> **Records**:
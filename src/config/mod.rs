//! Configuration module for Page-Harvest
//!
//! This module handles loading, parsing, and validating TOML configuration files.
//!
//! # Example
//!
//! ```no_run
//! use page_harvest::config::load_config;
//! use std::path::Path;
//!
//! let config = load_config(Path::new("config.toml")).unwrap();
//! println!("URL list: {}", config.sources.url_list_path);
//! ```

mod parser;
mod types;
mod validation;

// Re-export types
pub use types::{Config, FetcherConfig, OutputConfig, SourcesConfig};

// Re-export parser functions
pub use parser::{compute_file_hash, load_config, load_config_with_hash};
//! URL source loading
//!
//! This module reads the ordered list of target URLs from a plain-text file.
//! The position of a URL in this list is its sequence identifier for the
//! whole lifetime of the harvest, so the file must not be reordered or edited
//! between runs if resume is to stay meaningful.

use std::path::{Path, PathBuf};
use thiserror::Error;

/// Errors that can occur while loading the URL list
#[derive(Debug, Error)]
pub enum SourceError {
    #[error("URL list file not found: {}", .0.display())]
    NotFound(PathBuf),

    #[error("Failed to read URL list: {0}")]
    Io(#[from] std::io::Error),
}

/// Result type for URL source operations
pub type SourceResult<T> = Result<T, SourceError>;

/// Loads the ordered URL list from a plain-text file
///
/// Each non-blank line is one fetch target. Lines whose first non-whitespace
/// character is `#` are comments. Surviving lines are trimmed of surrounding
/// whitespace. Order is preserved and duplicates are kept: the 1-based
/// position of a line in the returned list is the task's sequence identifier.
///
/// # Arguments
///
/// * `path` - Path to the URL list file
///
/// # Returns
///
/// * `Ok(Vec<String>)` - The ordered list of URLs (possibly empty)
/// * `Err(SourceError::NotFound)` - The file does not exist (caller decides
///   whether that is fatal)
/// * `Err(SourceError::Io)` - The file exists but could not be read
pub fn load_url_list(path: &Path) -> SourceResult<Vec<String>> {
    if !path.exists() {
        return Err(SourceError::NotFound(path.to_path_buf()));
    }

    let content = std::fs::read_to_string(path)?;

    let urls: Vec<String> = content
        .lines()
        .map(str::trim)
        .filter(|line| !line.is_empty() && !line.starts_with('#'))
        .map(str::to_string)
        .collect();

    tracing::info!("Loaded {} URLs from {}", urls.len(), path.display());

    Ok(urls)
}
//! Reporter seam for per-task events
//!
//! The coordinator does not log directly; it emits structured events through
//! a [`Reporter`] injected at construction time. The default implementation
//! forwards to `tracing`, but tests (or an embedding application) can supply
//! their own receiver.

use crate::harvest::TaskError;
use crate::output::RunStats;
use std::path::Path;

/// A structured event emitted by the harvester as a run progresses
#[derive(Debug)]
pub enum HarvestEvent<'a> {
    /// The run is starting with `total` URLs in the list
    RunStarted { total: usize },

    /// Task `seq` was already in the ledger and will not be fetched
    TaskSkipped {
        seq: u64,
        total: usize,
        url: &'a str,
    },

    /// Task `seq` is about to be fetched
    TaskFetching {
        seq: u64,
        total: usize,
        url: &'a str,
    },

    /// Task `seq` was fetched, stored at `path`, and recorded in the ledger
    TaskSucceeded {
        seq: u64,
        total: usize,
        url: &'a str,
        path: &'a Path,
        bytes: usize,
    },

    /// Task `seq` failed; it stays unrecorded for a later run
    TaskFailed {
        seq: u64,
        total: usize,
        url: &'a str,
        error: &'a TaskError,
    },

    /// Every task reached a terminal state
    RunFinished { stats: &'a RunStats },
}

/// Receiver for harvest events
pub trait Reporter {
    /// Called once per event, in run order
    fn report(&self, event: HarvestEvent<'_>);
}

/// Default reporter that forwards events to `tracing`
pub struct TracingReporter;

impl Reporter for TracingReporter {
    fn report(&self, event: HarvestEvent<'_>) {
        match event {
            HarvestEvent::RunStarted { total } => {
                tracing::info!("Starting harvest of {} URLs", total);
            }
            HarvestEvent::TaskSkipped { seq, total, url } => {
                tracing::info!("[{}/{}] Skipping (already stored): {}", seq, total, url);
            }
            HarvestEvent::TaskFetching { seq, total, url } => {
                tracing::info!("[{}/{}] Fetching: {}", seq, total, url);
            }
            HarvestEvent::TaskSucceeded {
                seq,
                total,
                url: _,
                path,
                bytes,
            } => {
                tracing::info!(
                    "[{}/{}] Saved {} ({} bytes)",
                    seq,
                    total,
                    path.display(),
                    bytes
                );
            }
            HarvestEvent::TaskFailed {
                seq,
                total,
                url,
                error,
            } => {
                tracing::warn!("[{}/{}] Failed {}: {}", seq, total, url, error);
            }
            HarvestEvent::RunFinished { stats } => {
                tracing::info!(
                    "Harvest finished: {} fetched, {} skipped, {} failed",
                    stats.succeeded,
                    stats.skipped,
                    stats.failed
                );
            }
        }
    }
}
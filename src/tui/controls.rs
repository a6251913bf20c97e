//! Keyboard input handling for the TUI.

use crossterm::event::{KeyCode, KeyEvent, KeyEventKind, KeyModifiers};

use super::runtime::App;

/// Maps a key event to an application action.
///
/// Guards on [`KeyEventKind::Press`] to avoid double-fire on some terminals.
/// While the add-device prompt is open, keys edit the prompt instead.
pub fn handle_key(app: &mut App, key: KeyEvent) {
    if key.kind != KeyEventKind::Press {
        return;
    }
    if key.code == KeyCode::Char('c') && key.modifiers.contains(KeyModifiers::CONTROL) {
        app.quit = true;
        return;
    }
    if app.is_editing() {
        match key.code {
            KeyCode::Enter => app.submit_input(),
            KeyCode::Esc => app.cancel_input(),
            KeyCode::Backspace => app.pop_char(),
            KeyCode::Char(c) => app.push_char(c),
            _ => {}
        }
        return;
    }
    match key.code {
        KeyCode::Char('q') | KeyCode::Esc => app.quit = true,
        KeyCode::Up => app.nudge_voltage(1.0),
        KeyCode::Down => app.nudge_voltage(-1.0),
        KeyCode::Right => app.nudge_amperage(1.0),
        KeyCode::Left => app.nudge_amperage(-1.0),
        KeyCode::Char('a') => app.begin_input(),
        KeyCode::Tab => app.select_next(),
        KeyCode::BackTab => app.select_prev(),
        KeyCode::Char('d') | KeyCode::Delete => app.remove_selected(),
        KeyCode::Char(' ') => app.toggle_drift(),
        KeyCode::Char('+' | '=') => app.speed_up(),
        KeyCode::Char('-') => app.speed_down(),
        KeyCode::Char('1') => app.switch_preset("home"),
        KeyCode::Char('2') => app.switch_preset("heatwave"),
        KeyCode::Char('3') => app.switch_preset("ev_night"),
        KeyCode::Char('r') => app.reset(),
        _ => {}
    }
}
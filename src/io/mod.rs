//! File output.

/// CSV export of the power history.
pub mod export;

...

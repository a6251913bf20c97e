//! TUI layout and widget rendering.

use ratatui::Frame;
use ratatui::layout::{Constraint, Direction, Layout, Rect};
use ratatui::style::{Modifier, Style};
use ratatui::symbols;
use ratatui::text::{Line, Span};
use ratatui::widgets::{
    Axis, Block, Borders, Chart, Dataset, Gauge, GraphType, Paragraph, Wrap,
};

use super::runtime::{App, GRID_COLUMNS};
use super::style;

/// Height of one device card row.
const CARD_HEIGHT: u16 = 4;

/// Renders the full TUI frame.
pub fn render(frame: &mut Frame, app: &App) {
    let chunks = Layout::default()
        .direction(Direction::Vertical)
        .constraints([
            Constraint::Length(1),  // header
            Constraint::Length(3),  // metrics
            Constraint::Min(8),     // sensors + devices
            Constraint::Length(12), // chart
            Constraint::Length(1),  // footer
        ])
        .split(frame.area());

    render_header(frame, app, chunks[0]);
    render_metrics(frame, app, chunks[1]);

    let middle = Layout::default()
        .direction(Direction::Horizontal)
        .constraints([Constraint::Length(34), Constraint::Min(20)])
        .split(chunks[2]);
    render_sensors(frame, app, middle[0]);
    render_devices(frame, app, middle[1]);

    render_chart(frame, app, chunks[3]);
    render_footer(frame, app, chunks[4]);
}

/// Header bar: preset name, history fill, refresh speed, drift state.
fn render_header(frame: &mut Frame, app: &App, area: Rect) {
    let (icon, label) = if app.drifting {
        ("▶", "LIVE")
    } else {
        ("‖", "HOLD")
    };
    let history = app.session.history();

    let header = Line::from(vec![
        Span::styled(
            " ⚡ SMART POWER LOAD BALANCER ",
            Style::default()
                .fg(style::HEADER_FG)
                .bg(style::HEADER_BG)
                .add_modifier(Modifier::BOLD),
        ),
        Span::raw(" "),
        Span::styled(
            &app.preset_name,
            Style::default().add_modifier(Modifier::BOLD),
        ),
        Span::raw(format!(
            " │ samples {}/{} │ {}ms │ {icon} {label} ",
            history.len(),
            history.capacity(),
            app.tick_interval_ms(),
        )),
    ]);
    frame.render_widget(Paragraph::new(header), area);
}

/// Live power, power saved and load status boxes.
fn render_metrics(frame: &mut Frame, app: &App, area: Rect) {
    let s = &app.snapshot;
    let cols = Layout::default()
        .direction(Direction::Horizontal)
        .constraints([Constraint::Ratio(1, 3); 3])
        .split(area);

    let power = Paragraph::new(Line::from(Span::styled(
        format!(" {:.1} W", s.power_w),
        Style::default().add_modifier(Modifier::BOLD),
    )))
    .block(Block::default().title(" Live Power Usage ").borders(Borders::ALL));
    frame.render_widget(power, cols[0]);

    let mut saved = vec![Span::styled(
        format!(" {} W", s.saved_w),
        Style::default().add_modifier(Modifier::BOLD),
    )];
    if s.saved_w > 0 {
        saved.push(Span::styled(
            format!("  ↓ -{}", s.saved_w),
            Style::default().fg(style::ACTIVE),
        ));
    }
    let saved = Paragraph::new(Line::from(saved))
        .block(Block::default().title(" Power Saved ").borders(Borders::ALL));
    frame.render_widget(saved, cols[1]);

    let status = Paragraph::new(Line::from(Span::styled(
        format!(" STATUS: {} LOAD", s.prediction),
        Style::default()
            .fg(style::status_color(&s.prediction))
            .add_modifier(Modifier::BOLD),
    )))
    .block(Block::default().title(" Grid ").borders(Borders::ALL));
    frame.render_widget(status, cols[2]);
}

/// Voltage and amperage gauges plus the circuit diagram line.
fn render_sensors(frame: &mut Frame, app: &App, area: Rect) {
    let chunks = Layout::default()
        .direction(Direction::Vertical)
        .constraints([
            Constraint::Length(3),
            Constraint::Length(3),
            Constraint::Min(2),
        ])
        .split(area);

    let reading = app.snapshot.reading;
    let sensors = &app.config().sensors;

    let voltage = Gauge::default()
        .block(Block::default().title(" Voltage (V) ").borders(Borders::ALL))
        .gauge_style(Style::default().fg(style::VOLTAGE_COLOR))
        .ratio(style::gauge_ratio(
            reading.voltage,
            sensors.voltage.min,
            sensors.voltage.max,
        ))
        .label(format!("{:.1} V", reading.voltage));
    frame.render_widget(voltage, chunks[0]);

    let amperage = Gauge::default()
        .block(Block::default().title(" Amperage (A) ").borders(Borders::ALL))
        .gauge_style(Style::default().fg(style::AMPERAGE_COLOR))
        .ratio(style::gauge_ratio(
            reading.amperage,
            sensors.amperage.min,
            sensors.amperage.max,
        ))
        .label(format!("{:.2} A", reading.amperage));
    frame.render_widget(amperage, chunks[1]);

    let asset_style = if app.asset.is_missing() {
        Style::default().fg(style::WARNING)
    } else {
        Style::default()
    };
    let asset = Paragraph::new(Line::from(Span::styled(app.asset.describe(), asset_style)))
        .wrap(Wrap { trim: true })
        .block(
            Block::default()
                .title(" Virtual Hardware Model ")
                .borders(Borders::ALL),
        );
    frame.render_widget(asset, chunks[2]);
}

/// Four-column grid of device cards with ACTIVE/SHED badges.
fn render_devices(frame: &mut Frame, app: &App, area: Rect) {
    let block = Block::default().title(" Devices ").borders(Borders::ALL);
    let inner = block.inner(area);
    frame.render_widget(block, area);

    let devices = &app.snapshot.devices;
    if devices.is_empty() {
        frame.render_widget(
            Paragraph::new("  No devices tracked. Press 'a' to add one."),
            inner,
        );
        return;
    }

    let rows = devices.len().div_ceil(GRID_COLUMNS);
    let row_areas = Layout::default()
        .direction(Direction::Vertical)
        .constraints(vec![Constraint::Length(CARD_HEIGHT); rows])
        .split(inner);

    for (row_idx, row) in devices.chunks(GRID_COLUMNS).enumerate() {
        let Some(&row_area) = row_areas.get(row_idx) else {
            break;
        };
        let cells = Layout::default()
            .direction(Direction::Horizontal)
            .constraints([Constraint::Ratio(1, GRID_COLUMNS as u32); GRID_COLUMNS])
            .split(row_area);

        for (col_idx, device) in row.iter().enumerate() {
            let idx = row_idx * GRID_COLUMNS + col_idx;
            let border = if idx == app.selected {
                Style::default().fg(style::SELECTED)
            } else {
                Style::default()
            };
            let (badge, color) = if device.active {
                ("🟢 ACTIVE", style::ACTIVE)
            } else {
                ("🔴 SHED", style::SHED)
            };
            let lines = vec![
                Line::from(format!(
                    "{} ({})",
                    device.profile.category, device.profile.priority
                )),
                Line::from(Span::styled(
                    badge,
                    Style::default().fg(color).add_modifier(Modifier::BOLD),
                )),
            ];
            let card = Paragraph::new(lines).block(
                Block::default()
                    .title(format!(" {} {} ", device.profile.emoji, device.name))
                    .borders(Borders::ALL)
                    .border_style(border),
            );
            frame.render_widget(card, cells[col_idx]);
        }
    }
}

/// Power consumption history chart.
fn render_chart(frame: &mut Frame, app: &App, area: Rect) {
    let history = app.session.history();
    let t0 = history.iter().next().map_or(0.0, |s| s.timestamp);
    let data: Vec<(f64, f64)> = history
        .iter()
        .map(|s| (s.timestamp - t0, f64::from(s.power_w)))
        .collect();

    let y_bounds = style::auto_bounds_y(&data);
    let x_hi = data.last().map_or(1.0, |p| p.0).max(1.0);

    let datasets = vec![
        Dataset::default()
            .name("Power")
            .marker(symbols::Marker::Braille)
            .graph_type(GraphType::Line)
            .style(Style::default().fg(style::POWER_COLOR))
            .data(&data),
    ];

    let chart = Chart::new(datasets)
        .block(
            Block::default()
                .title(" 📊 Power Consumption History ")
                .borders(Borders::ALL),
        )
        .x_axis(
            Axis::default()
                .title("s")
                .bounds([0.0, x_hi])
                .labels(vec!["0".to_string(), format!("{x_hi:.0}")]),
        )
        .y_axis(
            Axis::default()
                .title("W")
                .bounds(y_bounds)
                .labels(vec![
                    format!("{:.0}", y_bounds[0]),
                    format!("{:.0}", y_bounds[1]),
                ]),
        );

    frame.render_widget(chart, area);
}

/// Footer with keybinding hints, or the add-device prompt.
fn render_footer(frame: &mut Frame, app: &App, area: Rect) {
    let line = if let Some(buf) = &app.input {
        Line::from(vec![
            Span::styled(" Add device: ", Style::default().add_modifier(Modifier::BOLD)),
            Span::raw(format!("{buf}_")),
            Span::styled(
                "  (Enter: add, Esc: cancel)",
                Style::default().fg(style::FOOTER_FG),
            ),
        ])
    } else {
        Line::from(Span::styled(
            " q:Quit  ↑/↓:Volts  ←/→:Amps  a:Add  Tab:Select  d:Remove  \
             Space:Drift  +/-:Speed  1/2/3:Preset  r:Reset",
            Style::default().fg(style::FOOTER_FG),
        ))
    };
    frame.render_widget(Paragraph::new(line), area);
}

> **Work instruction**: Your reply must be one number: how many lines of the material hold the string "application".

> **Your response**: 2